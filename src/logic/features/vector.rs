//! Feature Vector / Matrix - model-ready numeric rows
//!
//! A `FeatureVector` is one transformed record, index-aligned to the
//! schema's final feature order. A `FeatureMatrix` is a batch of them with
//! the column names attached, which is what the drift tests compare.

use ndarray::{Array2, ArrayView1, Axis};
use serde::{Deserialize, Serialize};
use thiserror::Error;

#[derive(Debug, Error, PartialEq)]
#[error("matrix has {width} columns but {names} column names were given")]
pub struct ShapeMismatchError {
    pub names: usize,
    pub width: usize,
}

// ============================================================================
// FEATURE VECTOR
// ============================================================================

#[derive(Debug, Clone, PartialEq, Serialize, Deserialize)]
pub struct FeatureVector {
    values: Vec<f32>,
}

impl FeatureVector {
    pub fn from_values(values: Vec<f32>) -> Self {
        Self { values }
    }

    pub fn as_slice(&self) -> &[f32] {
        &self.values
    }

    pub fn get(&self, index: usize) -> Option<f32> {
        self.values.get(index).copied()
    }

    pub fn len(&self) -> usize {
        self.values.len()
    }

    pub fn is_empty(&self) -> bool {
        self.values.is_empty()
    }

    pub fn into_vec(self) -> Vec<f32> {
        self.values
    }
}

// ============================================================================
// FEATURE MATRIX
// ============================================================================

#[derive(Debug, Clone, PartialEq)]
pub struct FeatureMatrix {
    columns: Vec<String>,
    data: Array2<f32>,
}

impl FeatureMatrix {
    pub fn new(columns: Vec<String>, data: Array2<f32>) -> Result<Self, ShapeMismatchError> {
        if columns.len() != data.ncols() {
            return Err(ShapeMismatchError {
                names: columns.len(),
                width: data.ncols(),
            });
        }
        Ok(Self { columns, data })
    }

    /// Stack vectors that share one column layout
    pub(crate) fn from_vectors(columns: Vec<String>, vectors: &[FeatureVector]) -> Self {
        let mut data = Array2::<f32>::zeros((vectors.len(), columns.len()));
        for (mut row, vector) in data.axis_iter_mut(Axis(0)).zip(vectors) {
            row.assign(&ArrayView1::from(vector.as_slice()));
        }
        Self { columns, data }
    }

    pub fn columns(&self) -> &[String] {
        &self.columns
    }

    pub fn nrows(&self) -> usize {
        self.data.nrows()
    }

    pub fn ncols(&self) -> usize {
        self.data.ncols()
    }

    pub fn is_empty(&self) -> bool {
        self.data.nrows() == 0
    }

    pub fn column(&self, name: &str) -> Option<ArrayView1<'_, f32>> {
        self.columns
            .iter()
            .position(|c| c == name)
            .map(|i| self.data.column(i))
    }

    pub fn data(&self) -> &Array2<f32> {
        &self.data
    }
}
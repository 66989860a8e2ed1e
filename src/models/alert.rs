//! Alert models
//!
//! Confidence alerts (`model_alerts`) and behavior alerts
//! (`model_behavior_alerts`) live in separate tables; both are append-only.

use sqlx::{FromRow, PgPool};
use chrono::{DateTime, Utc};

use crate::logic::monitoring::{AlertDetail, AlertRecord, AlertType, BehaviorStats, UnknownAlertType};

#[derive(Debug, Clone, FromRow)]
pub struct ConfidenceAlertRow {
    pub id: i64,
    pub model_name: String,
    pub alert_type: String,
    pub probability: f64,
    pub entropy: f64,
    pub created_at: DateTime<Utc>,
}

#[derive(Debug, Clone, FromRow)]
pub struct BehaviorAlertRow {
    pub id: i64,
    pub model_name: String,
    pub alert_type: String,
    pub baseline_mean: f64,
    pub baseline_std: f64,
    pub baseline_high_risk_ratio: f64,
    pub recent_mean: f64,
    pub recent_std: f64,
    pub recent_high_risk_ratio: f64,
    pub created_at: DateTime<Utc>,
}

impl TryFrom<ConfidenceAlertRow> for AlertRecord {
    type Error = UnknownAlertType;

    fn try_from(row: ConfidenceAlertRow) -> Result<Self, Self::Error> {
        Ok(AlertRecord {
            id: row.id,
            alert_type: row.alert_type.parse::<AlertType>()?,
            model_name: row.model_name,
            detail: AlertDetail::Confidence {
                probability: row.probability,
                entropy: row.entropy,
            },
            created_at: row.created_at,
        })
    }
}

impl TryFrom<BehaviorAlertRow> for AlertRecord {
    type Error = UnknownAlertType;

    fn try_from(row: BehaviorAlertRow) -> Result<Self, Self::Error> {
        Ok(AlertRecord {
            id: row.id,
            alert_type: row.alert_type.parse::<AlertType>()?,
            model_name: row.model_name,
            detail: AlertDetail::ModelBehavior {
                baseline: BehaviorStats {
                    mean: row.baseline_mean,
                    std: row.baseline_std,
                    high_risk_ratio: row.baseline_high_risk_ratio,
                },
                recent: BehaviorStats {
                    mean: row.recent_mean,
                    std: row.recent_std,
                    high_risk_ratio: row.recent_high_risk_ratio,
                },
            },
            created_at: row.created_at,
        })
    }
}

impl ConfidenceAlertRow {
    pub async fn insert(
        pool: &PgPool,
        model_name: &str,
        alert_type: AlertType,
        probability: f64,
        entropy: f64,
    ) -> Result<(), sqlx::Error> {
        sqlx::query(
            r#"
            INSERT INTO model_alerts (model_name, alert_type, probability, entropy, created_at)
            VALUES ($1, $2, $3, $4, NOW())
            "#
        )
        .bind(model_name)
        .bind(alert_type.as_str())
        .bind(probability)
        .bind(entropy)
        .execute(pool)
        .await?;
        Ok(())
    }

    pub async fn list_recent(pool: &PgPool, model_name: &str, limit: i64) -> Result<Vec<Self>, sqlx::Error> {
        sqlx::query_as::<_, ConfidenceAlertRow>(
            r#"
            SELECT id, model_name, alert_type, probability, entropy, created_at
            FROM model_alerts
            WHERE model_name = $1
            ORDER BY created_at DESC
            LIMIT $2
            "#
        )
        .bind(model_name)
        .bind(limit)
        .fetch_all(pool)
        .await
    }

    pub async fn count_since(
        pool: &PgPool,
        model_name: &str,
        types: Vec<String>,
        since: DateTime<Utc>,
    ) -> Result<i64, sqlx::Error> {
        sqlx::query_scalar::<_, i64>(
            r#"
            SELECT COUNT(*) FROM model_alerts
            WHERE model_name = $1 AND alert_type = ANY($2) AND created_at > $3
            "#
        )
        .bind(model_name)
        .bind(types)
        .bind(since)
        .fetch_one(pool)
        .await
    }
}

impl BehaviorAlertRow {
    pub async fn insert(
        pool: &PgPool,
        model_name: &str,
        alert_type: AlertType,
        baseline: &BehaviorStats,
        recent: &BehaviorStats,
    ) -> Result<(), sqlx::Error> {
        sqlx::query(
            r#"
            INSERT INTO model_behavior_alerts (
                model_name, alert_type,
                baseline_mean, baseline_std, baseline_high_risk_ratio,
                recent_mean, recent_std, recent_high_risk_ratio,
                created_at
            )
            VALUES ($1, $2, $3, $4, $5, $6, $7, $8, NOW())
            "#
        )
        .bind(model_name)
        .bind(alert_type.as_str())
        .bind(baseline.mean)
        .bind(baseline.std)
        .bind(baseline.high_risk_ratio)
        .bind(recent.mean)
        .bind(recent.std)
        .bind(recent.high_risk_ratio)
        .execute(pool)
        .await?;
        Ok(())
    }

    pub async fn list_recent(pool: &PgPool, model_name: &str, limit: i64) -> Result<Vec<Self>, sqlx::Error> {
        sqlx::query_as::<_, BehaviorAlertRow>(
            r#"
            SELECT id, model_name, alert_type,
                   baseline_mean, baseline_std, baseline_high_risk_ratio,
                   recent_mean, recent_std, recent_high_risk_ratio,
                   created_at
            FROM model_behavior_alerts
            WHERE model_name = $1
            ORDER BY created_at DESC
            LIMIT $2
            "#
        )
        .bind(model_name)
        .bind(limit)
        .fetch_all(pool)
        .await
    }

    pub async fn count_since(
        pool: &PgPool,
        model_name: &str,
        types: Vec<String>,
        since: DateTime<Utc>,
    ) -> Result<i64, sqlx::Error> {
        sqlx::query_scalar::<_, i64>(
            r#"
            SELECT COUNT(*) FROM model_behavior_alerts
            WHERE model_name = $1 AND alert_type = ANY($2) AND created_at > $3
            "#
        )
        .bind(model_name)
        .bind(types)
        .bind(since)
        .fetch_one(pool)
        .await
    }
}
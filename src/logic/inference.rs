//! Prediction Service - one scored transaction end to end
//!
//! transform → score → entropy → log prediction → confidence rules → alerts
//!
//! Logging the prediction is required: if it fails the request fails.
//! Confidence alerts are best effort and only warn.

use std::sync::Arc;

use serde::Serialize;
use serde_json::{Map, Value};
use thiserror::Error;

use super::features::{FeatureTransformer, TransformError};
use super::model::{Model, ModelError};
use super::monitoring::{prediction_entropy, AlertType, RulePolicy};
use crate::models::PredictionRecord;
use crate::store::{AlertStore, PredictionStore, StoreError};

#[derive(Debug, Error)]
pub enum PredictError {
    #[error("invalid input: {0}")]
    Transform(#[from] TransformError),

    #[error(transparent)]
    Model(#[from] ModelError),

    #[error("failed to log prediction: {0}")]
    Logging(#[source] StoreError),
}

#[derive(Debug, Clone, PartialEq, Serialize)]
pub struct Prediction {
    pub fraud_probability: f64,
    pub decision: bool,
    pub entropy: f64,
    pub alerts: Vec<AlertType>,
}

pub struct PredictionService {
    model_name: String,
    model_version: String,
    transformer: Arc<FeatureTransformer>,
    model: Arc<dyn Model>,
    predictions: Arc<dyn PredictionStore>,
    alerts: Arc<dyn AlertStore>,
    rules: RulePolicy,
}

impl PredictionService {
    pub fn new(
        model_name: impl Into<String>,
        model_version: impl Into<String>,
        transformer: Arc<FeatureTransformer>,
        model: Arc<dyn Model>,
        predictions: Arc<dyn PredictionStore>,
        alerts: Arc<dyn AlertStore>,
    ) -> Self {
        Self {
            model_name: model_name.into(),
            model_version: model_version.into(),
            transformer,
            model,
            predictions,
            alerts,
            rules: RulePolicy::default(),
        }
    }

    pub fn model_name(&self) -> &str {
        &self.model_name
    }

    pub fn model_version(&self) -> &str {
        &self.model_version
    }

    pub fn model(&self) -> &dyn Model {
        self.model.as_ref()
    }

    pub async fn predict(&self, raw: Map<String, Value>) -> Result<Prediction, PredictError> {
        let features = self.transformer.transform(&raw)?;
        let probability = self.model.score(&features)?;
        let entropy = prediction_entropy(probability);

        let record = PredictionRecord::new(
            &self.model_name,
            &self.model_version,
            Value::Object(raw),
            probability,
            entropy,
        );
        self.predictions
            .append(&record)
            .await
            .map_err(PredictError::Logging)?;

        let alerts = self.rules.evaluate(probability, entropy);
        for alert_type in &alerts {
            if let Err(e) = self
                .alerts
                .append_confidence_alert(&self.model_name, *alert_type, probability, entropy)
                .await
            {
                tracing::warn!(alert = %alert_type, "Failed to log confidence alert: {}", e);
            }
        }

        tracing::debug!(probability, entropy, alerts = alerts.len(), "Prediction logged");

        Ok(Prediction {
            fraud_probability: probability,
            decision: record.decision,
            entropy,
            alerts,
        })
    }
}
//! Behavior statistics over a window of fraud probabilities

use serde::{Deserialize, Serialize};
use thiserror::Error;

/// Probabilities strictly above this count as high risk
pub const HIGH_RISK_PROBABILITY: f64 = 0.8;

#[derive(Debug, Error, PartialEq, Eq)]
#[error("cannot compute behavior statistics over an empty window")]
pub struct InsufficientDataError;

/// `{mean, std, high_risk_ratio}` snapshot of a probability window.
///
/// Used both for the persisted baseline and for the recomputed recent
/// window.
#[derive(Debug, Clone, Copy, PartialEq, Serialize, Deserialize)]
pub struct BehaviorStats {
    pub mean: f64,
    /// Population standard deviation (divides by N)
    pub std: f64,
    pub high_risk_ratio: f64,
}

impl BehaviorStats {
    pub fn compute(probabilities: &[f64]) -> Result<Self, InsufficientDataError> {
        if probabilities.is_empty() {
            return Err(InsufficientDataError);
        }

        let n = probabilities.len() as f64;
        let mean = probabilities.iter().sum::<f64>() / n;
        let variance = probabilities
            .iter()
            .map(|p| (p - mean).powi(2))
            .sum::<f64>()
            / n;
        let high_risk = probabilities
            .iter()
            .filter(|p| **p > HIGH_RISK_PROBABILITY)
            .count();

        Ok(Self {
            mean,
            std: variance.sqrt(),
            high_risk_ratio: high_risk as f64 / n,
        })
    }
}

ASSIGNMENT: Reproduce the listing from the "let mean = probabilities.iter().sum::<f64>()" line onward, verbatim.

TASK SOLUTION:
        let mean = probabilities.iter().sum::<f64>() / n;
        let variance = probabilities
            .iter()
            .map(|p| (p - mean).powi(2))
            .sum::<f64>()
            / n;
        let high_risk = probabilities
            .iter()
            .filter(|p| **p > HIGH_RISK_PROBABILITY)
            .count();

        Ok(Self {
            mean,
            std: variance.sqrt(),
            high_risk_ratio: high_risk as f64 / n,
        })
    }
}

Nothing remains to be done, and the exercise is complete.